80歳だったので、「充分」だったのかもしれませんが、
御大の例もありますし、あと10年とは言わないまでも、
あともう少しだけ、なんとか・・・と感じてしまいました。

ただただ、黙祷。合掌。

by うたえもん (2014-01-22 10:21) 

ヒロノミンV

>MUさん
 MUさんの記事、拝見しました。モーツァルト管弦楽団との録音、気になっていました。そしてオペラの録音も気になっていたものの、なかなか手が出せないでいましたが、お勧めの合唱曲集の録音ならすぐに聴けそうですね。ありがとうございました。

by ヒロノミンV (2014-01-22 18:34) 

ヒロノミンV

>KUMAさん
 闘病から復帰後のルツェルン祝祭管とのコンビは、歴史に残る名演の数々だと思います。マーラーの9番はまだ聴いていませんので、これから聴くのが楽しみです!
 ありがとうございました。

by ヒロノミンV (2014-01-22 18:35) 

ヒロノミンV

>風来坊さん
 コメントありがとうございます。

>やはりなんといってもアバドはマーラーが格別。アバドのマーラーだけはなんとしてもぜったいに聴いておかねばならなかったと思います。
 
 本当に仰る通りだと思います。映像を見るだけでこれほど心を揺れ動かす演奏であれば、実演はどれほどのものだったか・・・
 自分はアバドのよい聴き手ではありませんでしたし、オペラについても同様で、実演自体に接したのも10回いきません。
 ヴェルディだけではなく、ワーグナーも素晴らしかったんですね。
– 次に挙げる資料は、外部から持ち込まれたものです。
//! Captors: the sensors attached to a site.
//!
//! Captors form a closed set of variants tagged by their [`PowerSource`].
//! The owning site is bound at construction and cannot be reassigned.

use std::fmt;

use serde::{Deserialize, Serialize};

use crate::error::ValidationError;
use crate::id::opaque_id;
use crate::site::SiteId;
use crate::validate::Validate;

/// Reason reported when a simulated captor has inverted bounds.
pub const INVALID_POWER_RANGE: &str = "minPowerInWatt should be less than maxPowerInWatt";

opaque_id!(
    /// Stable captor identifier.
    CaptorId
);

/// Discriminant of the captor variants.
#[derive(Debug, Clone, Copy, PartialEq, Eq, Hash, Serialize, Deserialize)]
#[serde(rename_all = "SCREAMING_SNAKE_CASE")]
pub enum PowerSource {
    /// A physical device reporting externally supplied readings.
    Real,
    /// A captor synthesizing readings within a power range.
    Simulated,
}

impl fmt::Display for PowerSource {
    fn fmt(&self, f: &mut fmt::Formatter<'_>) -> fmt::Result {
        match self {
            Self::Real => write!(f, "REAL"),
            Self::Simulated => write!(f, "SIMULATED"),
        }
    }
}

/// Power bounds of a simulated captor, in Watt.
///
/// The bounds are private so that `min_power_in_watt <= max_power_in_watt`
/// holds for every value, including deserialized ones.
///
/// # Examples
///
/// ```
/// use bigcorp::SimulatedCaptor;
///
/// let range = SimulatedCaptor::new(10, 50).unwrap();
/// assert_eq!(range.min_power_in_watt(), 10);
/// assert!(SimulatedCaptor::new(500, 100).is_err());
/// ```
#[derive(Debug, Clone, Copy, PartialEq, Eq, Serialize, Deserialize)]
#[serde(try_from = "PowerRange")]
pub struct SimulatedCaptor {
    min_power_in_watt: i32,
    max_power_in_watt: i32,
}

#[derive(Deserialize)]
struct PowerRange {
    min_power_in_watt: i32,
    max_power_in_watt: i32,
}

impl TryFrom<PowerRange> for SimulatedCaptor {
    type Error = ValidationError;

    fn try_from(range: PowerRange) -> Result<Self, Self::Error> {
        Self::new(range.min_power_in_watt, range.max_power_in_watt)
    }
}

impl SimulatedCaptor {
    /// Creates validated simulation bounds.
    ///
    /// # Errors
    /// `InvalidCaptor` if `min_power_in_watt > max_power_in_watt`.
    pub fn new(min_power_in_watt: i32, max_power_in_watt: i32) -> Result<Self, ValidationError> {
        let range = Self {
            min_power_in_watt,
            max_power_in_watt,
        };
        range.validate()?;
        Ok(range)
    }

    #[must_use]
    pub const fn min_power_in_watt(&self) -> i32 {
        self.min_power_in_watt
    }

    #[must_use]
    pub const fn max_power_in_watt(&self) -> i32 {
        self.max_power_in_watt
    }

    /// Replaces both bounds at once, leaving them untouched on failure.
    ///
    /// # Errors
    /// `InvalidCaptor` if the new bounds are inverted.
    pub fn set_power_range(
        &mut self,
        min_power_in_watt: i32,
        max_power_in_watt: i32,
    ) -> Result<(), ValidationError> {
        *self = Self::new(min_power_in_watt, max_power_in_watt)?;
        Ok(())
    }
}

impl Validate for SimulatedCaptor {
    fn validate(&self) -> Result<(), ValidationError> {
        if self.min_power_in_watt > self.max_power_in_watt {
            return Err(ValidationError::InvalidCaptor {
                reason: INVALID_POWER_RANGE.to_string(),
            });
        }
        Ok(())
    }
}

/// Variant-specific part of a captor.
#[derive(Debug, Clone, PartialEq, Eq, Serialize, Deserialize)]
#[serde(tag = "power_source", rename_all = "SCREAMING_SNAKE_CASE")]
pub enum CaptorKind {
    /// Physical device; readings come from outside.
    Real,
    /// Readings are synthesized within the given bounds.
    Simulated(SimulatedCaptor),
}

impl CaptorKind {
    /// Returns the discriminant of this variant.
    #[must_use]
    pub const fn power_source(&self) -> PowerSource {
        match self {
            Self::Real => PowerSource::Real,
            Self::Simulated(_) => PowerSource::Simulated,
        }
    }
}

impl Validate for CaptorKind {
    fn validate(&self) -> Result<(), ValidationError> {
        match self {
            Self::Real => Ok(()),
            Self::Simulated(range) => range.validate(),
        }
    }
}

/// A sensor attached to exactly one site.
///
/// # Examples
///
/// ```
/// use bigcorp::{Captor, PowerSource, SiteId};
///
/// let captor = Captor::simulated("C1", SiteId::new("S1"), 10, 50).unwrap();
/// assert_eq!(captor.power_source(), PowerSource::Simulated);
/// assert_eq!(captor.site_id().as_str(), "S1");
/// ```
#[derive(Debug, Clone, Serialize, Deserialize)]
pub struct Captor {
    pub id: CaptorId,

    pub name: String,

    site_id: SiteId,

    #[serde(flatten)]
    pub kind: CaptorKind,
}

impl Captor {
    /// Creates an unsaved captor of the given variant.
    #[must_use]
    pub fn new(name: impl Into<String>, site_id: SiteId, kind: CaptorKind) -> Self {
        Self {
            id: CaptorId::unassigned(),
            name: name.into(),
            site_id,
            kind,
        }
    }

    /// Creates an unsaved physical captor.
    #[must_use]
    pub fn real(name: impl Into<String>, site_id: SiteId) -> Self {
        Self::new(name, site_id, CaptorKind::Real)
    }

    /// Creates an unsaved simulated captor, validating its bounds.
    ///
    /// # Errors
    /// `InvalidCaptor` if `min_power_in_watt > max_power_in_watt`.
    pub fn simulated(
        name: impl Into<String>,
        site_id: SiteId,
        min_power_in_watt: i32,
        max_power_in_watt: i32,
    ) -> Result<Self, ValidationError> {
        let range = SimulatedCaptor::new(min_power_in_watt, max_power_in_watt)?;
        Ok(Self::new(name, site_id, CaptorKind::Simulated(range)))
    }

    /// Sets a caller-chosen identifier.
    #[must_use]
    pub fn with_id(mut self, id: CaptorId) -> Self {
        self.id = id;
        self
    }

    /// The site this captor belongs to.
    #[must_use]
    pub const fn site_id(&self) -> &SiteId {
        &self.site_id
    }

    #[must_use]
    pub const fn power_source(&self) -> PowerSource {
        self.kind.power_source()
    }

    /// Returns the simulation bounds if this is a simulated captor.
    #[must_use]
    pub const fn as_simulated(&self) -> Option<&SimulatedCaptor> {
        match &self.kind {
            CaptorKind::Simulated(range) => Some(range),
            CaptorKind::Real => None,
        }
    }
}

impl Validate for Captor {
    fn validate(&self) -> Result<(), ValidationError> {
        if self.name.trim().is_empty() {
            return Err(ValidationError::EmptyCaptorName);
        }
        if self.site_id.is_unassigned() {
            return Err(ValidationError::UnboundSite);
        }
        self.kind.validate()
    }
}

impl PartialEq for Captor {
    fn eq(&self, other: &Self) -> bool {
        self.id == other.id
    }
}

impl Eq for Captor {}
もう新譜が出ないのが本当に残念なことですが、残された録音をじっくり聞いていこうと思います。
by ヒロノミンV (2014-01-22 18:37) 

ヒロノミンV

>うたえもんさん
 あの日の公演にうたえもんさんもいらっしゃったんですね!
 
>あの頃のBPOはカラヤンの呪縛から解き放たれて、
オケが好き放題しとるなぁ・・・という印象でしたが。

 確かにそういう感じもありましたね(笑)しかしブラ1の第2、3楽章なんかは、コンマス・木管を自由に歌わせて、『こういうブラームスもいいな~』と思ったのを覚えています。

 ルツェルンでのアバドは本当に鬼気迫るものを感じました。音楽的に大見得を切るようなところは無いのですが、音楽が奥へ奥へ向かっていくというか・・・
 伝統ある楽団の運営の難事に振り回されなくなったことも良かったのかもしれませんね。
 「大地の歌」、録音してませんでしたか・・・、それは残念ですね。本当にもう新譜が出ないのが返す返すも残念です。
by ヒロノミンV (2014-01-22 18:43) 

angela

こんばんは。
生でアバドの指揮をご覧になられたのですね。うらやましいです。
以前にアバド、ルツェルン、ポリーニのコンサートが東京であり、行くべきか悩みましたが決心つかず行きませんでした。昨年10月のコンサートはなんとしても行かねば・・とチケットを買ったらキャンセルに。
幸い映像等は多く残っているので、そちらで楽しむしかありませんね。
またお勧めのものがあれば教えてください。

by angela (2014-01-22 20:10) 

ヒロノミンV

>angela様
 そうでしたね。angelaさんは去年のコンサートのチケットを取っておられたんですね。
 近年はなかなか来日する機会も少なくなって、前回の来日は東京のみということもあり、聴くことが出来ませんでした。
 90年代は大阪のザ・シンフォニーホールに何度も来て下さっていたので、もう一度ぐらい行くべきだったかな~と思います。
 また、アバドの演奏でこれは!というものがあったら、感想を書きたいと思います。コメントありがとうございました。